Argentinien Rückkehr des Todesfliegers
An die 30.000 Menschen wurden von der Militärdiktatur in Argentinien bis 1983 ermordet. Zahllose Gegner der Junta wurden lebend aus Flugzeugen geworfen. Nun ist eines dieser Flugzeuge nach Argentinien zurückgekehrt.
Es ist ungewöhnlich warm an diesem Wintertag in Buenos Aires. Der Himmel ist strahlend blau. Es ist der Tag, den Mabel Careaga so sehr herbeigesehnt - und vor dem sie sich so sehr gefürchtet hat.
Der Grund dafür steht in einem Hangar auf dem Militärflugplatz Aeroparque. "Wer dieses Ding sieht, soll nicht ein Flugzeug sehen, sondern die Geschichte eines Genozids", sagt Careaga. "Ich kann es nicht anschauen. Alles, was ich sehe, ist das Gesicht meiner Mutter und der anderen Mütter."
Denn am 14. Dezember 1977 wurde Careagas Mutter aus großer Höhe über dem Rio de la Plata lebend aus der Propellermaschine des Typs SC-7 Skyvan gestoßen. Viele Tage später wurde ihr zerschmetterter Körper an Land gespült.
Militärdiktatur ermordete 30.000 Menschen
Rund 200 dieser sogenannten Todesflüge gab es während der argentinischen Militärdiktatur zwischen 1976 und 1983. An die 30.000 Menschen wurden ermordet. Viele Tote wurden nie gefunden.
Auch Carlos Oviedos Schwester nicht. Sie war 24 Jahre alt und dabei, ihr Medizinstudium abzuschließen. "Der Todesflug fand am 14. Dezember statt, das war ein Mittwoch um 21.30 Uhr", erzählt Oviedo.
"Meine Freunde, die in der radikalen Bewegung aktiv waren, erzählten mir, dass meine Schwester aus dem Flugzeug geworfen worden war." Seinen Eltern habe er das verheimlicht. Erst viele Jahre später hätten sie es durch einen offiziellen Bericht erfahren.
Carlos Ovideos Schwester war 24 Jahre alt, als sie aus dem Flugzeug geworfen wurde.
Piloten kamen vor Gericht
Bei den Todesmaschinen handelte es sich um Turboproptransporter, deren Heckklappe während des Flugs geöffnet werden kann.

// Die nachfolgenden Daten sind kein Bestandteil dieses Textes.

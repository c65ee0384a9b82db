//! Stagehand Core - Playback Session Coordinator
//!
//! This crate sits between independent decode/render units and a UI surface:
//! - Content type resolution from URLs and paths, with DRM hints
//! - Ordered renderer assembly with pluggable extension renderers
//! - Exclusive output surface binding with blocking hand-off
//! - Seek coalescing against an asynchronous engine
//! - Serialized session commands with typed event fan-out
//!
//! # Architecture
//!
//! ```text
//! ┌─────────────────────────────────────────────────────────────────┐
//! │                        Stagehand Core                           │
//! ├─────────────────────────────────────────────────────────────────┤
//! │                                                                 │
//! │  ┌──────────────┐  ┌──────────────┐  ┌──────────────┐           │
//! │  │   Content    │  │   Renderer   │  │    Media     │           │
//! │  │   Resolver   │  │   Registry   │  │   Sources    │           │
//! │  └──────┬───────┘  └──────┬───────┘  └──────┬───────┘           │
//! │         │                 │  (affinity ctx) │                   │
//! │         └─────────────────┼─────────────────┘                   │
//! │                           │                                     │
//! │                    ┌──────┴──────┐                              │
//! │                    │  Playback   │                              │
//! │                    │   Session   │                              │
//! │                    └──────┬──────┘                              │
//! │                           │                                     │
//! │  ┌──────────────┐  ┌──────┴──────┐  ┌──────────────┐            │
//! │  │   Surface    │  │   Engine    │  │     Seek     │            │
//! │  │   Binder     │  │ + Event Bus │  │ Coordinator  │            │
//! │  └──────────────┘  └─────────────┘  └──────────────┘            │
//! └─────────────────────────────────────────────────────────────────┘
//! ```

pub mod error;
pub mod types;
pub mod config;
pub mod resolver;
pub mod source;
pub mod renderer;
pub mod registry;
pub mod engine;
pub mod surface;
pub mod seek;
pub mod affinity;
pub mod focus;
pub mod events;
pub mod session;

pub use error::{DrmReason, EngineError, Error, ErrorReport, Result};
pub use types::*;
pub use config::SessionConfig;
pub use resolver::{ContentTypeResolver, ResolvedContent};
pub use source::{DefaultMediaSourceFactory, DrmHints, MediaSource, MediaSourceFactory, SourceKind, SourceRequest};
pub use renderer::{Renderer, RendererDescriptor, RendererEvent, RendererKind, RendererMessage};
pub use registry::{ExtensionError, ExtensionTable, RendererRegistry};
pub use engine::{EngineEvent, EngineFactory, EngineMessage, PlaybackEngine};
pub use surface::{OutputSurface, SurfaceHandle, SurfaceId, SurfaceProvider};
pub use seek::{SeekCoordinator, SeekState};
pub use focus::{AudioFocus, NoopAudioFocus};
pub use events::{PlayerEvent, PlayerEventRecord};
pub use session::{PlaybackSession, SessionBuilder};

/// Library version
pub const VERSION: &str = env!("CARGO_PKG_VERSION");

/// Initialize the library
pub fn init() {
    tracing::info!(version = VERSION, "Stagehand Core initialized");
}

In detektivischer Kleinarbeit haben Hinterbliebene der Opfer der Todesflüge zuerst die damals eingesetzten Flugzeuge ausfindig gemacht.
Mittels archivierter Einsatzbefehle und Logbücher sind sie schließlich auch den Piloten des Flugs vom 14. Dezember 1977 auf die Schliche gekommen. Im Jahr 2007 kamen die beiden Piloten vor Gericht. Einer starb während des Prozesses, der andere wurde zu lebenslanger Haft verurteilt.
Die Menschenrechtsaktivistin Miriam Lewin war maßgeblich am Aufspüren der Todesmaschine vom 14. Dezember beteiligt. "Es macht mich sehr betroffen, wenn ich darüber nachdenke, wie meine geliebten Freunde bewusstlos in diesem furchtbaren Flieger lagen", sagt Lewin.
"Haben heute Politiker, die das leugnen"
Wer in eine dieser Todesmaschinen gebracht wurde, wurde vorher betäubt. Pablo Vernas Vater war einer der Schergen, die den zum Tode Geweihten Beruhigungsmittel verpassten.
Gemeinsam mit anderen Söhnen und Töchtern willfähriger Helfer der Diktatur will Verna aufklären: "Unser Ungehorsam, dass wir nun reden, soll das Gelübde des Schweigens brechen, das die Verantwortlichen getroffen haben. Noch ist Zeit, dass die betroffenen Familien Frieden finden können."
Tatsächlich dränge die Zeit, sagt Oviedo, der zwei Geschwister während der Diktatur verloren hat. Denn es gebe auch heute Politiker in Argentinien, die das Grauen, das die Militärs angerichtet haben, leugnen. "Und Präsident oder Vizepräsident sein können. Das ist das Schreckliche daran", ergänzt Oviedo.
Die aus Florida nach Buenos Aires überführte SC-7 Skyvan soll helfen, die Erinnerung an das Grauen wachzuhalten. Sie wird im Museum ausgestellt.